На возвратном пути с позиции в Порадим я припоминал, что уже в третий раз в жизни приходится мне после продолжительной и тягостной осады укрепленной позиции испытывать резкий переход от томительного выжидания к счастливой развязке: в 1839 году – под Ахульго, в 1859 году – под Гунибом и теперь – под Плевной. Гул орудий и перестрелка, постоянно слышанные в течение месяцев, вдруг умолкают; все войска, прятавшиеся осторожно от неприятельских выстрелов в траншеях, за насыпями, за естественными складками местности, бросили свои норы и уже занимают места, так долго остававшиеся для них недоступными; биваки, на которых еще вчера стояли наши резервы, теперь опустели; наши штыки блестят там, где еще вчера держался неприятель. Немедленно по возвращении в Порадим государь призвал меня к себе и, вручив орденские знаки Святого Георгия 2-й степени, обнял меня и снова благодарил в самых задушевных выражениях.

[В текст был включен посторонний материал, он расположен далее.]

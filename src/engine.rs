//! Engine Module
//!
//! The storage engine behind a store: one backing file, one in-memory
//! snapshot, one writer lock.
//!
//! ## Responsibilities
//! - Open/create the backing file with the requested permission bits
//! - Replay the commit log on startup
//! - Hand out read and write transactions
//! - Compaction, close and destroy

use std::ffi::OsString;
use std::fs::{self, File, OpenOptions};
use std::path::{Path, PathBuf};
use std::sync::atomic::{AtomicBool, Ordering};
use std::time::Duration;

use parking_lot::{Mutex, MutexGuard, RwLock};

use crate::config::StoreConfig;
use crate::context::Context;
use crate::error::{Result, StoreError};
use crate::flock;
use crate::log::{LogRecord, LogRecovery, LogWriter, Operation};
use crate::snapshot::Snapshot;
use crate::txn::{ReadTxn, WriteTxn};

/// The storage engine
///
/// ## Concurrency Model: Single-Writer / Multiple-Reader (SWMR)
///
/// - **Writes** (commit/compact/close/destroy): serialized by `log`
///   - The mutex around the log writer *is* the writer lock
///   - A write transaction holds it from begin to commit/rollback
///
/// - **Reads**: never take the writer lock
///   - `snapshot` is read-locked just long enough to clone an `Arc`
///   - Each reader then works on its own immutable version
///
/// Closing or destroying while other calls are in flight is the caller's
/// problem: in-flight readers finish on their snapshot, later calls fail
/// with `Closed`.
pub struct Engine {
    /// Engine configuration
    config: StoreConfig,

    /// Commit log writer; `None` once closed. Doubles as the writer lock.
    log: Mutex<Option<LogWriter>>,

    /// Latest committed version
    snapshot: RwLock<Snapshot>,

    /// Set by close/destroy; checked before every transaction
    closed: AtomicBool,

    /// Set by destroy
    destroyed: AtomicBool,
}

impl Engine {
    /// Open or create an engine with the given config
    ///
    /// On startup:
    /// 1. Validate the config
    /// 2. Open/create the backing file (mode applied on creation) and lock it
    /// 3. Replay the commit log into a snapshot
    /// 4. Optionally compact
    pub fn open(config: StoreConfig) -> Result<Self> {
        config.validate()?;

        let mut file = open_store_file(&config.path, config.mode, false)?;

        let mut snapshot = Snapshot::new();
        let recovery = LogRecovery::replay(&mut file, |record| snapshot.apply(record))?;

        if recovery.truncated_bytes > 0 {
            tracing::warn!(
                store = %config.name,
                path = %config.path.display(),
                truncated_bytes = recovery.truncated_bytes,
                "discarded torn commit at end of log"
            );
        }
        tracing::debug!(
            store = %config.name,
            path = %config.path.display(),
            created = recovery.initialized,
            records = recovery.records_replayed,
            entries = snapshot.len(),
            seq = recovery.last_seq,
            "store opened"
        );

        let writer = LogWriter::new(file, recovery.valid_len, config.sync_strategy);
        let compact = config.compact_on_open && recovery.records_replayed > 1;

        let engine = Self {
            config,
            log: Mutex::new(Some(writer)),
            snapshot: RwLock::new(snapshot),
            closed: AtomicBool::new(false),
            destroyed: AtomicBool::new(false),
        };

        if compact {
            engine.compact(&Context::background())?;
        }

        Ok(engine)
    }

    /// Begin a read-only transaction on the latest committed version
    pub fn begin_read(&self, ctx: &Context) -> Result<ReadTxn> {
        ctx.check()?;
        self.ensure_open()?;
        let snapshot = self.snapshot.read().clone();
        Ok(ReadTxn::new(snapshot, ctx.clone()))
    }

    /// Begin a read-write transaction, waiting for the writer lock
    pub fn begin_write(&self, ctx: &Context) -> Result<WriteTxn<'_>> {
        ctx.check()?;
        self.ensure_open()?;
        let log = self.lock_writer(ctx)?;
        if log.is_none() {
            return Err(StoreError::Closed);
        }
        let base = self.snapshot.read().clone();
        Ok(WriteTxn::new(self, log, base, ctx.clone()))
    }

    /// Acquire the writer lock in slices, re-checking `ctx` in between
    fn lock_writer(&self, ctx: &Context) -> Result<MutexGuard<'_, Option<LogWriter>>> {
        let poll = self.config.lock_poll_interval;
        loop {
            let slice = ctx.remaining().map_or(poll, |left| left.min(poll));
            if let Some(guard) = self.log.try_lock_for(slice.max(Duration::from_millis(1))) {
                return Ok(guard);
            }
            ctx.check()?;
        }
    }

    /// Install a committed record as the latest version
    ///
    /// Called by `WriteTxn::commit` with the writer lock held.
    pub(crate) fn publish(&self, record: LogRecord) {
        self.snapshot.write().apply(record);
    }

    /// Rewrite the log as a single record holding the live entries
    ///
    /// The new log is written next to the old one and renamed over it, so
    /// a crash leaves either the old or the new file in place.
    pub fn compact(&self, ctx: &Context) -> Result<()> {
        ctx.check()?;
        self.ensure_open()?;
        let mut log = self.lock_writer(ctx)?;
        if log.is_none() {
            return Err(StoreError::Closed);
        }

        let snapshot = self.snapshot.read().clone();
        let ops = snapshot
            .iter()
            .map(|(key, value)| Operation::Put {
                key: key.to_vec(),
                value: value.to_vec(),
            })
            .collect();
        let record = LogRecord::new(snapshot.seq(), ops);

        let tmp_path = self.compaction_path();
        let mut file = open_store_file(&tmp_path, self.config.mode, true)?;
        let header_len = LogWriter::write_header(&mut file)?;
        let mut writer = LogWriter::new(file, header_len, self.config.sync_strategy);
        let before = log.as_ref().map_or(0, LogWriter::valid_len);
        let after = writer.append(&record)?;
        writer.sync()?;

        fs::rename(&tmp_path, &self.config.path)?;
        *log = Some(writer);

        tracing::info!(
            store = %self.config.name,
            entries = snapshot.len(),
            before_bytes = before,
            after_bytes = after,
            "log compacted"
        );
        Ok(())
    }

    /// Sync and release the backing file, keeping it on disk
    pub fn close(&self) -> Result<()> {
        let mut log = self.log.lock();
        let mut writer = log.take().ok_or(StoreError::Closed)?;
        self.closed.store(true, Ordering::Release);
        writer.sync()?;

        tracing::info!(store = %self.config.name, "store closed");
        Ok(())
    }

    /// Close the engine and delete the backing file
    ///
    /// A second call fails with `Closed`.
    pub fn destroy(&self) -> Result<()> {
        let mut log = self.log.lock();
        if self.destroyed.swap(true, Ordering::AcqRel) {
            return Err(StoreError::Closed);
        }
        self.closed.store(true, Ordering::Release);
        drop(log.take());
        *self.snapshot.write() = Snapshot::new();

        fs::remove_file(&self.config.path)?;

        tracing::info!(
            store = %self.config.name,
            path = %self.config.path.display(),
            "store destroyed"
        );
        Ok(())
    }

    fn ensure_open(&self) -> Result<()> {
        if self.closed.load(Ordering::Acquire) {
            return Err(StoreError::Closed);
        }
        Ok(())
    }

    fn compaction_path(&self) -> PathBuf {
        let mut name = OsString::from(self.config.path.as_os_str());
        name.push(".compact");
        PathBuf::from(name)
    }

    // =========================================================================
    // Accessors
    // =========================================================================

    pub fn name(&self) -> &str {
        &self.config.name
    }

    pub fn path(&self) -> &Path {
        &self.config.path
    }

    pub fn config(&self) -> &StoreConfig {
        &self.config
    }

    /// Sequence number of the latest commit
    pub fn last_seq(&self) -> u64 {
        self.snapshot.read().seq()
    }

    /// Length of the backing log in bytes, `None` once closed
    pub fn log_len(&self) -> Option<u64> {
        self.log.lock().as_ref().map(LogWriter::valid_len)
    }

    pub fn is_closed(&self) -> bool {
        self.closed.load(Ordering::Acquire)
    }
}

/// Open the backing file read-write, creating it with `mode` if missing,
/// and lock it for this engine
fn open_store_file(path: &Path, mode: u32, truncate: bool) -> Result<File> {
    let mut options = OpenOptions::new();
    options.read(true).write(true).create(true).truncate(truncate);

    #[cfg(unix)]
    {
        use std::os::unix::fs::OpenOptionsExt;
        options.mode(mode);
    }
    #[cfg(not(unix))]
    let _ = mode;

    let file = options.open(path)?;
    flock::lock_exclusive(&file, path)?;
    Ok(file)
}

29 ноября. Вторник. В 11 часов утра государь со всей свитой поехал в Плевну. Любопытно было проезжать мимо опустевших батарей и редутов – как наших, так и турецких. Нас изумляли произведенные неприятелем гигантские работы. Подъезжая к Плевне, государь был встречен великим князем главнокомандующим со всей его свитой. Оба брата обнялись сердечно; государь надел на великого князя ленту Георгиевского ордена, тут же объявил о наградах генералам Непокойчицкому, Тотлебену, князю Имеретинскому, Левицкому и князю Масальскому и послал георгиевские кресты главным начальствующим лицам гренадерского корпуса, которому досталась главная роль во вчерашнем бое. Тут же, на высоте, в виду Плевны, отслужено было молебствие. Погода поправилась, даже выглянуло солнце. К молебствию подошли некоторые из ближайших частей войск. Они провели более суток в поле, почти без пищи; несмотря на то, шли бодро и имели воинственный вид.

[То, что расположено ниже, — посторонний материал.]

//! Commit log writer
//!
//! Appends framed records to the store file.

use std::fs::File;
use std::io::{self, Seek, SeekFrom, Write};

use crate::config::SyncStrategy;
use crate::error::{Result, StoreError};

use super::{header_bytes, LogRecord};

/// Appends commit records to an open store file
///
/// `len` is the length of the valid prefix of the file. Records are always
/// written at `len`, and `len` only advances once the frame is written and,
/// when the strategy asks for it, synced. A failed append cuts the file back
/// to `len`, so a rejected commit never reappears on replay. If that cut
/// fails too, the writer is poisoned and refuses further appends.
#[derive(Debug)]
pub struct LogWriter {
    file: File,
    len: u64,
    sync_strategy: SyncStrategy,
    unsynced: usize,
    poisoned: bool,
    #[cfg(test)]
    fail_next_sync: bool,
}

impl LogWriter {
    /// Wrap a file whose first `len` bytes are a valid log
    pub fn new(file: File, len: u64, sync_strategy: SyncStrategy) -> Self {
        Self {
            file,
            len,
            sync_strategy,
            unsynced: 0,
            poisoned: false,
            #[cfg(test)]
            fail_next_sync: false,
        }
    }

    /// Write the format header into an empty file
    pub fn write_header(file: &mut File) -> Result<u64> {
        let header = header_bytes();
        file.seek(SeekFrom::Start(0))?;
        file.write_all(&header)?;
        file.sync_data()?;
        Ok(header.len() as u64)
    }

    /// Append one record, honouring the sync strategy
    ///
    /// Returns the new log length. On error the file is back at its previous
    /// length and the record is not part of the log.
    pub fn append(&mut self, record: &LogRecord) -> Result<u64> {
        if self.poisoned {
            return Err(StoreError::Poisoned(
                "an earlier append could not be rolled back".into(),
            ));
        }
        let frame = record.encode()?;

        if let Err(e) = self.write_frame(&frame) {
            return Err(self.roll_back(e));
        }

        let due = match self.sync_strategy {
            SyncStrategy::EveryCommit => true,
            SyncStrategy::EveryNCommits { count } => self.unsynced + 1 >= count,
        };
        if due {
            if let Err(e) = self.sync_file() {
                return Err(self.roll_back(e));
            }
            self.unsynced = 0;
        } else {
            self.unsynced += 1;
        }

        self.len += frame.len() as u64;
        Ok(self.len)
    }

    fn write_frame(&mut self, frame: &[u8]) -> io::Result<()> {
        self.file.seek(SeekFrom::Start(self.len))?;
        self.file.write_all(frame)
    }

    /// Cut the file back to the last accepted record
    fn roll_back(&mut self, cause: io::Error) -> StoreError {
        if let Err(e) = self.file.set_len(self.len).and_then(|()| self.file.sync_data()) {
            self.poisoned = true;
            tracing::error!(
                len = self.len,
                cause = %cause,
                error = %e,
                "failed to roll back commit log"
            );
        }
        StoreError::Io(cause)
    }

    fn sync_file(&mut self) -> io::Result<()> {
        if self.take_injected_failure() {
            return Err(io::Error::new(io::ErrorKind::Other, "injected sync failure"));
        }
        self.file.sync_data()
    }

    #[cfg(test)]
    fn take_injected_failure(&mut self) -> bool {
        std::mem::take(&mut self.fail_next_sync)
    }

    #[cfg(not(test))]
    fn take_injected_failure(&mut self) -> bool {
        false
    }

    /// Force sync to disk
    pub fn sync(&mut self) -> Result<()> {
        self.sync_file()?;
        self.unsynced = 0;
        Ok(())
    }

    /// Length of the valid log in bytes
    pub fn valid_len(&self) -> u64 {
        self.len
    }

    /// Commits appended since the last fsync
    pub fn unsynced(&self) -> usize {
        self.unsynced
    }

    /// Whether a failed rollback left the writer unusable
    pub fn is_poisoned(&self) -> bool {
        self.poisoned
    }
}

#[cfg(test)]
mod tests {
    use super::*;
    use crate::log::{LogRecovery, Operation};
    use std::fs::OpenOptions;
    use tempfile::TempDir;

    fn record(seq: u64, key: &str) -> LogRecord {
        LogRecord::new(
            seq,
            vec![Operation::Put {
                key: key.as_bytes().to_vec(),
                value: b"v".to_vec(),
            }],
        )
    }

    fn open(path: &std::path::Path) -> File {
        OpenOptions::new()
            .read(true)
            .write(true)
            .create(true)
            .truncate(false)
            .open(path)
            .unwrap()
    }

    #[test]
    fn failed_sync_rolls_back_the_frame() {
        let dir = TempDir::new().unwrap();
        let path = dir.path().join("log.db");

        let mut file = open(&path);
        let header_len = LogWriter::write_header(&mut file).unwrap();
        let mut writer = LogWriter::new(file, header_len, SyncStrategy::EveryCommit);

        let after_first = writer.append(&record(1, "a")).unwrap();

        writer.fail_next_sync = true;
        assert!(matches!(writer.append(&record(2, "b")), Err(StoreError::Io(_))));
        assert_eq!(writer.valid_len(), after_first);
        assert_eq!(std::fs::metadata(&path).unwrap().len(), after_first);
        assert!(!writer.is_poisoned());

        // The retried commit reuses the sequence number without a clash
        writer.append(&record(2, "c")).unwrap();
        drop(writer);

        let mut keys = Vec::new();
        let result = LogRecovery::replay(&mut open(&path), |r| {
            for op in r.ops {
                if let Operation::Put { key, .. } = op {
                    keys.push(key);
                }
            }
        })
        .unwrap();
        assert_eq!(result.records_replayed, 2);
        assert_eq!(result.last_seq, 2);
        assert_eq!(keys, vec![b"a".to_vec(), b"c".to_vec()]);
    }

    #[test]
    fn failed_write_without_rollback_poisons() {
        let dir = TempDir::new().unwrap();
        let path = dir.path().join("log.db");
        let mut file = open(&path);
        let header_len = LogWriter::write_header(&mut file).unwrap();
        drop(file);

        // Writes and set_len both fail on a read-only handle
        let read_only = OpenOptions::new().read(true).open(&path).unwrap();
        let mut writer = LogWriter::new(read_only, header_len, SyncStrategy::EveryCommit);

        assert!(matches!(writer.append(&record(1, "a")), Err(StoreError::Io(_))));
        assert!(writer.is_poisoned());
        assert!(matches!(writer.append(&record(1, "a")), Err(StoreError::Poisoned(_))));
        assert_eq!(writer.valid_len(), header_len);
    }

    #[test]
    fn batched_sync_counts_commits() {
        let dir = TempDir::new().unwrap();
        let path = dir.path().join("log.db");
        let mut file = open(&path);
        let header_len = LogWriter::write_header(&mut file).unwrap();
        let mut writer =
            LogWriter::new(file, header_len, SyncStrategy::EveryNCommits { count: 3 });

        writer.append(&record(1, "a")).unwrap();
        writer.append(&record(2, "b")).unwrap();
        assert_eq!(writer.unsynced(), 2);
        writer.append(&record(3, "c")).unwrap();
        assert_eq!(writer.unsynced(), 0);
    }
}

После молебствия мы въехали в самый город по узким, грязным улицам, более похожим на канавы для стока нечистот. Многие кварталы были в развалинах; в иных домах выбиты стекла; но вообще город претерпел мало. Жителей было очень немного; попадавшиеся небольшими кучками болгары смотрели приветливо; но гораздо более видели мы угрюмых, диких лиц пленных турок. Мы наткнулись на целую колонну турецких пленных, препровождаемых под конвоем румынских войск.
В одном из лучших домов города был приготовлен завтрак. Здесь мы сошли с лошадей, а после завтрака представился государю пленный Осман-паша. Он был ранен в ногу, и потому его поддерживали под руки. Он держал себя с достоинством, отвечал на вопросы государя вежливо, но без унижения, и лицо его заметно оживилось, когда государь объявил, что оставляет ему оружие в знак уважения мужественной его защиты.
После того государь, проезжая верхом по грязной улице, остановился у православной церкви, в которую вход был более похож на вход в какой-нибудь кабак. Его встретило духовенство с крестом и хоругвями; после короткого молебствия государь сел в экипаж и выехал из города, по дороге к мосту на Виде; за ним двинулись мы все, составлявшие свиту. Ехали мимо огромной массы турецких семейств и пленных, занимавших долину по обеим сторонам дороги. Разноцветная эта толпа с повозками и волами покрывала все скаты возвышений. Вид был живописный, но вместе с тем раздирающий сердце. Много израненных, изувеченных; многие из них тут же в наших глазах умирали; истощенные лица, оборванная одежда. Повсюду разбросаны патроны, обломки, скелеты давно уже павших лошадей и волов. Да и тела человеческие едва были засыпаны землей; тут и там торчали из-под земли руки и ноги.